Material for the task:

//! freeCodeCamp feed entries → [`LightweightPost`].
//!
//! Every entry field may be missing or null; each has a defined default and
//! normalization never fails:
//!
//! - **id**: namespace prefix + entry id
//! - **slug**: last path segment of the entry URL → entry id
//! - **title**: entry title → placeholder
//! - **brief**: description → `""` (no body-derived fallback for this source)
//! - **cover image**: first media URL → image URL → absent
//! - **tags**: categories; label is the name, lowercased hyphenated term is the slug
//! - **reading time**: words of content → description → `""`
//! - **published**: entry date → the normalization time

use chrono::{DateTime, Utc};

use super::raw::{FeedCategory, FeedEntry, RawFeedPost};
use super::text::{reading_time, resolve};
use crate::config::PostsConfig;
use crate::naming::{slug_from_url, tag_slug};
use crate::types::{CoverImage, LightweightPost, PostData, PostSource, Tag};

/// Normalize feed posts with stock settings, stamping undated entries with now.
pub fn normalize_freecodecamp_posts(
    raw: impl IntoIterator<Item = RawFeedPost>,
) -> Vec<LightweightPost> {
    normalize_freecodecamp_posts_at(raw, &PostsConfig::default(), Utc::now())
}

/// Normalize feed posts; `now` is the date given to entries without one.
pub fn normalize_freecodecamp_posts_at(
    raw: impl IntoIterator<Item = RawFeedPost>,
    config: &PostsConfig,
    now: DateTime<Utc>,
) -> Vec<LightweightPost> {
    raw.into_iter()
        .map(|post| normalize_feed_post(post, config, now))
        .collect()
}

fn normalize_feed_post(raw: RawFeedPost, config: &PostsConfig, now: DateTime<Utc>) -> LightweightPost {
    let RawFeedPost { id, data } = raw;
    let FeedEntry {
        title,
        url,
        description,
        content,
        published_at,
        media,
        image,
        categories,
    } = data;

    let slug = url
        .as_deref()
        .and_then(slug_from_url)
        .unwrap_or_else(|| id.clone());

    let reading_source = resolve(&[content.as_deref(), description.as_deref()]).unwrap_or_default();

    let cover_url = media
        .unwrap_or_default()
        .into_iter()
        .next()
        .and_then(|m| m.url)
        .filter(|u| !u.trim().is_empty())
        .or_else(|| image.and_then(|i| i.url))
        .filter(|u| !u.trim().is_empty());

    if published_at.is_none() {
        tracing::debug!(id = %id, "feed entry has no date, using normalization time");
    }

    LightweightPost {
        id: format!("{}{}", config.external_id_prefix, id),
        data: PostData {
            slug,
            title: resolve(&[title.as_deref()])
                .unwrap_or_else(|| config.placeholder_title.clone()),
            brief: resolve(&[description.as_deref()]).unwrap_or_default(),
            cover_image: cover_url.map(|url| CoverImage { url, alt: None }),
            tags: categories
                .unwrap_or_default()
                .into_iter()
                .filter_map(category_tag)
                .collect(),
            published_at: published_at.unwrap_or(now),
            reading_time: reading_time(&reading_source, config.words_per_minute),
            source: PostSource::FreeCodeCamp,
            external_url: resolve(&[url.as_deref()]),
        },
    }
}

fn category_tag(category: FeedCategory) -> Option<Tag> {
    let label = resolve(&[category.label.as_deref()]);
    let term = resolve(&[category.term.as_deref()]);
    let name = label.clone().or_else(|| term.clone())?;
    let slug = tag_slug(term.as_deref().or(label.as_deref())?);
    (!slug.is_empty()).then_some(Tag { name, slug })
}

#[cfg(test)]
mod tests {
    use super::*;
    use crate::normalize::raw::{FeedImage, FeedMedia};
    use crate::test_helpers::{date, feed_post};

    fn normalize(raw: RawFeedPost) -> LightweightPost {
        normalize_freecodecamp_posts_at(vec![raw], &PostsConfig::default(), date("2030-06-01"))
            .remove(0)
    }

    #[test]
    fn full_entry() {
        let mut raw = feed_post("abc123", "https://www.freecodecamp.org/news/my-awesome-article/");
        raw.data.title = Some("My Awesome Article".into());
        raw.data.description = Some("A short summary.".into());
        raw.data.published_at = Some(date("2025-01-15"));

        let post = normalize(raw);
        assert_eq!(post.id, "freecodecamp-abc123");
        assert_eq!(post.data.slug, "my-awesome-article");
        assert_eq!(post.data.title, "My Awesome Article");
        assert_eq!(post.data.brief, "A short summary.");
        assert_eq!(post.data.published_at, date("2025-01-15"));
        assert_eq!(post.data.source, PostSource::FreeCodeCamp);
        assert_eq!(
            post.data.external_url.as_deref(),
            Some("https://www.freecodecamp.org/news/my-awesome-article/")
        );
    }

    #[test]
    fn every_field_missing() {
        let raw = RawFeedPost {
            id: "lonely".into(),
            data: FeedEntry::default(),
        };
        let post = normalize(raw);
        assert_eq!(post.id, "freecodecamp-lonely");
        assert_eq!(post.data.slug, "lonely");
        assert_eq!(post.data.title, "Untitled");
        assert_eq!(post.data.brief, "");
        assert!(post.data.tags.is_empty());
        assert_eq!(post.data.reading_time, 1);
        assert_eq!(post.data.cover_image, None);
        assert_eq!(post.data.external_url, None);
        assert_eq!(post.data.published_at, date("2030-06-01"));
    }

    #[test]
    fn every_field_null_from_json() {
        let raw: RawFeedPost = serde_json::from_str(
            r#"{"id": "n", "data": {"title": null, "url": null, "description": null,
                "content": null, "publishedAt": null, "media": null, "image": null,
                "categories": null}}"#,
        )
        .unwrap();
        let post = normalize(raw);
        assert_eq!(post.data.title, "Untitled");
        assert_eq!(post.data.brief, "");
        assert!(post.data.tags.is_empty());
        assert_eq!(post.data.reading_time, 1);
    }

    #[test]
    fn unparseable_url_falls_back_to_id() {
        let post = normalize(feed_post("xyz", "not a url"));
        assert_eq!(post.data.slug, "xyz");
    }

    #[test]
    fn cover_prefers_first_media_entry() {
        let mut raw = feed_post("1", "https://example.com/news/a/");
        raw.data.media = Some(vec![
            FeedMedia {
                url: Some("https://cdn.example.com/first.png".into()),
            },
            FeedMedia {
                url: Some("https://cdn.example.com/second.png".into()),
            },
        ]);
        raw.data.image = Some(FeedImage {
            url: Some("https://cdn.example.com/image.png".into()),
        });
        let post = normalize(raw);
        assert_eq!(
            post.data.cover_image.unwrap().url,
            "https://cdn.example.com/first.png"
        );
    }

    #[test]
    fn cover_falls_back_to_image_field() {
        let mut raw = feed_post("1", "https://example.com/news/a/");
        raw.data.media = Some(vec![FeedMedia { url: None }]);
        raw.data.image = Some(FeedImage {
            url: Some("https://cdn.example.com/image.png".into()),
        });
        let post = normalize(raw);
        assert_eq!(
            post.data.cover_image.unwrap().url,
            "https://cdn.example.com/image.png"
        );
    }

    #[test]
    fn categories_become_tags() {
        let mut raw = feed_post("1", "https://example.com/news/a/");
        raw.data.categories = Some(vec![
            FeedCategory {
                label: Some("Web Development".into()),
                term: Some("Web Development".into()),
            },
            FeedCategory {
                label: Some("JavaScript".into()),
                term: Some("JavaScript".into()),
            },
            FeedCategory {
                label: None,
                term: Some("Open Source".into()),
            },
            FeedCategory {
                label: None,
                term: None,
            },
        ]);
        let post = normalize(raw);
        assert_eq!(
            post.data.tags,
            vec![
                Tag::new("Web Development", "web-development"),
                Tag::new("JavaScript", "javascript"),
                Tag::new("Open Source", "open-source"),
            ]
        );
    }

    #[test]
    fn reading_time_prefers_content_over_description() {
        let mut raw = feed_post("1", "https://example.com/news/a/");
        raw.data.content = Some("word ".repeat(650));
        raw.data.description = Some("short".into());
        assert_eq!(normalize(raw).data.reading_time, 4);

        let mut raw = feed_post("2", "https://example.com/news/b/");
        raw.data.description = Some("word ".repeat(401));
        assert_eq!(normalize(raw).data.reading_time, 3);
    }

    #[test]
    fn brief_never_derived_from_content() {
        let mut raw = feed_post("1", "https://example.com/news/a/");
        raw.data.content = Some("Content paragraph that is not a brief.".into());
        assert_eq!(normalize(raw).data.brief, "");
    }

    #[test]
    fn custom_prefix() {
        let config = PostsConfig {
            external_id_prefix: "fcc:".into(),
            ..PostsConfig::default()
        };
        let posts = normalize_freecodecamp_posts_at(
            vec![feed_post("9", "https://example.com/news/nine/")],
            &config,
            date("2030-06-01"),
        );
        assert_eq!(posts[0].id, "fcc:9");
    }

    #[test]
    fn undated_entries_use_current_time() {
        let before = Utc::now();
        let posts = normalize_freecodecamp_posts(vec![feed_post("1", "https://example.com/news/a/")]);
        let after = Utc::now();
        assert!(posts[0].data.published_at >= before);
        assert!(posts[0].data.published_at <= after);
    }
}
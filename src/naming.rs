//! Slug derivation shared by both normalizers and the tag indexer.
//!
//! Slugs are the literal path segments used by routing (`/blog/<slug>`,
//! `/blog/tags/<slug>`), so every source has to produce them the same way:
//!
//! - `my-post.md` → `my-post` (local content ids lose their extension)
//! - `https://www.freecodecamp.org/news/my-awesome-article/` → `my-awesome-article`
//! - `"Web Development"` → `web-development` (tag terms)

use url::Url;

/// File extensions of local content entries.
pub const CONTENT_EXTENSIONS: &[&str] = &["md", "mdx", "markdown"];

/// Strip a trailing content-file extension from a local post id.
///
/// Only known content extensions are removed; `"notes.v2"` stays as is.
pub fn strip_content_extension(id: &str) -> &str {
    if let Some(dot_pos) = id.rfind('.') {
        let ext = &id[dot_pos + 1..];
        if CONTENT_EXTENSIONS
            .iter()
            .any(|known| ext.eq_ignore_ascii_case(known))
        {
            return &id[..dot_pos];
        }
    }
    id
}

/// Last non-empty path segment of an absolute URL.
///
/// Returns `None` for unparseable URLs and URLs with an empty path.
pub fn slug_from_url(url: &str) -> Option<String> {
    let parsed = Url::parse(url.trim()).ok()?;
    parsed
        .path_segments()?
        .filter(|segment| !segment.is_empty())
        .next_back()
        .map(String::from)
}

/// Tag slug from a category term: lowercased, whitespace runs become `-`.
pub fn tag_slug(term: &str) -> String {
    term.split_whitespace()
        .map(str::to_lowercase)
        .collect::<Vec<_>>()
        .join("-")
}
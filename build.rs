fn main() {
    // Re-run if git HEAD changes (new commits, checkouts, etc.)
    println!("cargo:rerun-if-changed=.git/HEAD");
    println!("cargo:rerun-if-changed=.git/refs/");

    let hash = std::process::Command::new("git")
        .args(["rev-parse", "--short", "HEAD"])
        .output()
        .ok()
        .filter(|o| o.status.success())
        .map(|o| String::from_utf8_lossy(&o.stdout).trim().to_string())
        .unwrap_or_default();

    let on_tag = std::process::Command::new("git")
        .args(["describe", "--exact-match", "--tags", "HEAD"])
        .output()
        .ok()
        .is_some_and(|o| o.status.success());

    println!("cargo:rustc-env=GIT_HASH={hash}");
    println!("cargo:rustc-env=ON_RELEASE_TAG={on_tag}");
}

Exercise directions: Show every line in the entries where the string "FeedMedia" occurs.

Solution for this task:
    use crate::normalize::raw::{FeedImage, FeedMedia};
            FeedMedia {
            FeedMedia {
        raw.data.media = Some(vec![FeedMedia { url: None }]);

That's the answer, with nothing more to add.